What a Greater Manchester development plan means for planning authorities in the area

The statutory development plan being developed for Greater Manchester will aim to identify potential key locations for housing within the city-region's ten local authority areas, the Association of Greater Manchester Authorities (AGMA) has revealed.

Manchester: concern that housing framework may delay local plan preparation
Manchester: concern that housing framework may delay local plan preparation

The ten councils comprising AGMA are working to produce the Greater Manchester Spatial Framework (GMSF), which aims to focus on future housing and employment land requirements and provide a spatial vision for the city-region.

A report published this month by AGMA proposes that the GMSF would focus on the level of housing and employment development in each district and the key locations in which this would be delivered.

"Distribution within districts would be set out in their local plans, but would clearly be informed by the opportunity areas identified in the GMSF," the report adds.

Comprehensive site allocations, including the boundaries of the opportunity areas and the requirements for individual sites, would also be included in districts' local plans, according to the report.

Dave Trimingham, executive director at consultancy Turley, said while it supports the GMSF in principle, there is a danger that the proposals could "lead to delays and a bit of hiatus" for the preparation of local plans.

"Our view is that there will be a need for ongoing planning and release of land that cannot necessarily wait until adoption of the GMSF, which at the moment is 2018 at the earliest. If everything waits for that there are potentially three years of stagnation," he said.

Gary Halman, managing partner at consultancy HOW Planning, added: "In a complex metropolitan area where migration flows, housing, employment and infrastructure do not respect local authority boundaries, it is right to have a strategic overview such as this.

"I think therefore that although it is going to be a painful and probably challenging process, it will be less problematic than authorities having to tread the path themselves through their own local plans."

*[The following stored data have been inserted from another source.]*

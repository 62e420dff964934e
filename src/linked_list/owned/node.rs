use core::ptr::NonNull;

use alloc::boxed::Box;

/// A node in an owned singly linked list.
///
/// Each node is a separate heap allocation holding one element and the link
/// to its successor. The allocation is created by [`Node::alloc`] and must be
/// released through [`Node::into_data`] or by reboxing the pointer.
pub(super) struct Node<T> {
    pub(super) next: Option<NonNull<Node<T>>>,
    pub(super) data: T,
}

impl<T> Node<T> {
    /// Boxes a new node and leaks it to the chain.
    pub(super) fn alloc(data: T, next: Option<NonNull<Node<T>>>) -> NonNull<Node<T>> {
        NonNull::from(Box::leak(Box::new(Node { next, data })))
    }

    /// Reboxes an unlinked node and moves its element out.
    ///
    /// # Safety
    ///
    /// `node` must have come from [`Node::alloc`] and must already be
    /// unlinked: no other node or list may still point at it.
    pub(super) unsafe fn into_data(node: NonNull<Node<T>>) -> T {
        unsafe { Box::from_raw(node.as_ptr()) }.data
    }
}
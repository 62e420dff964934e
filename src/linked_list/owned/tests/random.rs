extern crate std;

use std::vec::Vec;

use rand::rngs::StdRng;
use rand::{Rng, SeedableRng};

use crate::linked_list::owned::list::LinkedList;

/// Drives the list and a `Vec` model through the same mixed traffic and
/// checks that every observation agrees.
#[test]
fn test_differential_against_vec_model() {
    let mut rng = StdRng::seed_from_u64(0x51b9_11ed);
    let mut list = LinkedList::new();
    let mut model: Vec<i64> = Vec::new();
    let mut next_value: i64 = 0;

    for step in 0..5_000 {
        let mut fresh = || {
            next_value += 1;
            next_value
        };

        match rng.random_range(0..10) {
            0 => {
                let value = fresh();
                list.push_front(value);
                model.insert(0, value);
            }
            1 => {
                let value = fresh();
                list.push_back(value);
                model.push(value);
            }
            2 => {
                // Deliberately overshoots the valid bound once in a while.
                let index = rng.random_range(0..=model.len() + 1);
                let value = fresh();
                let result = list.insert(index, value);
                if index <= model.len() {
                    assert_eq!(result, Ok(()));
                    model.insert(index, value);
                } else {
                    assert!(result.is_err());
                }
            }
            3 => {
                let index = rng.random_range(0..=model.len() + 1);
                let count = rng.random_range(0..4);
                let values: Vec<i64> = (0..count).map(|_| fresh()).collect();
                let result = list.insert_all(index, values.iter().copied());
                if index <= model.len() {
                    assert_eq!(result, Ok(()));
                    model.splice(index..index, values);
                } else {
                    assert!(result.is_err());
                }
            }
            4 => {
                assert_eq!(list.pop_front().ok(), (!model.is_empty()).then(|| model.remove(0)));
            }
            5 => {
                assert_eq!(list.pop_back().ok(), model.pop());
            }
            6 => {
                let index = rng.random_range(0..=model.len());
                let result = list.remove(index);
                if index < model.len() {
                    assert_eq!(result, Ok(model.remove(index)));
                } else {
                    assert!(result.is_err());
                }
            }
            7 => {
                let index = rng.random_range(0..=model.len() + 1);
                assert_eq!(list.get(index), model.get(index));
            }
            8 => {
                assert_eq!(list.front(), model.first());
                assert_eq!(list.back(), model.last());
            }
            _ => {
                // Rare full reset.
                if rng.random_range(0..50) == 0 {
                    list.clear();
                    model.clear();
                }
            }
        }

        assert_eq!(list.len(), model.len(), "length diverged at step {step}");
        if step % 64 == 0 {
            assert_eq!(list.to_vec(), model, "order diverged at step {step}");
        }
    }

    assert_eq!(list.to_vec(), model);
}
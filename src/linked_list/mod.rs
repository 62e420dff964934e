//! An owned linked list implementation.
//!
//! In an owned linked list, the list allocates one heap node per element and
//! the nodes belong to the list itself. Elements move into the list on
//! insertion and move back out on removal. This is in contrast to an intrusive
//! linked list, where the link lives inside the caller's own structure and the
//! list never allocates.
//!
//! # Examples
//!
//! ```
//! use alder_collections::linked_list::owned::list::LinkedList;
//!
//! let mut list: LinkedList<i32> = [1, 2, 3].into_iter().collect();
//!
//! list.push_front(0);
//! list.insert_all(4, [4, 5]).unwrap();
//!
//! assert_eq!(list.len(), 6);
//! assert_eq!(list.front(), Some(&0));
//! assert_eq!(list.back(), Some(&5));
//! assert_eq!(list.to_vec(), vec![0, 1, 2, 3, 4, 5]);
//!
//! assert_eq!(list.remove(2), Ok(2));
//! assert_eq!(list.to_vec(), vec![0, 1, 3, 4, 5]);
//! ```
pub mod owned;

Eamonn Boylan, chief executive of Stockport Council and planning lead for AGMA, said the ten districts would be "fully involved" in the development of the GMSF.

"The districts will be aligning their local plan processes with the GMSF timetable to ensure that both the Greater Manchester plan and the districts' local plans progress in a timely fashion," he added.

Meanwhile, the report also reveals responses to a consultation undertaken last year on the emerging proposals. It outlined that there is "strong support for the rationale of the GMSF".

But it also indicates that respondents have "a general view that the vision lacks ambition", and questioned whether the objectively assessed housing need is too low.

According to the report, a "fundamental concern" expressed by "influential" respondents is that it is necessary to prepare a new comprehensive strategic housing market assessment for areas across Greater Manchester before assessing and calculating the objectively assessed housing need.

Boylan pointed out that during the consultation period, the Greater Manchester devolution agreement was announced, setting out plans for an elected mayor with the power to produce a strategic framework.

"Many of the consultation responses not unreasonably conflated the two and commented that the consultation document was not as visionary or bold as a 'Mayor's Plan' would be expected to be," Boylan said.

"Once we are clearer on the new process and have had time to review the consultation responses fully, along with new evidence - for example the sub-national household projections expected in February - we will respond to issues raised and set out our timetable for further work," he added.

Greater Manchester could also push for its city-region mayor to have call-in powers on major schemes.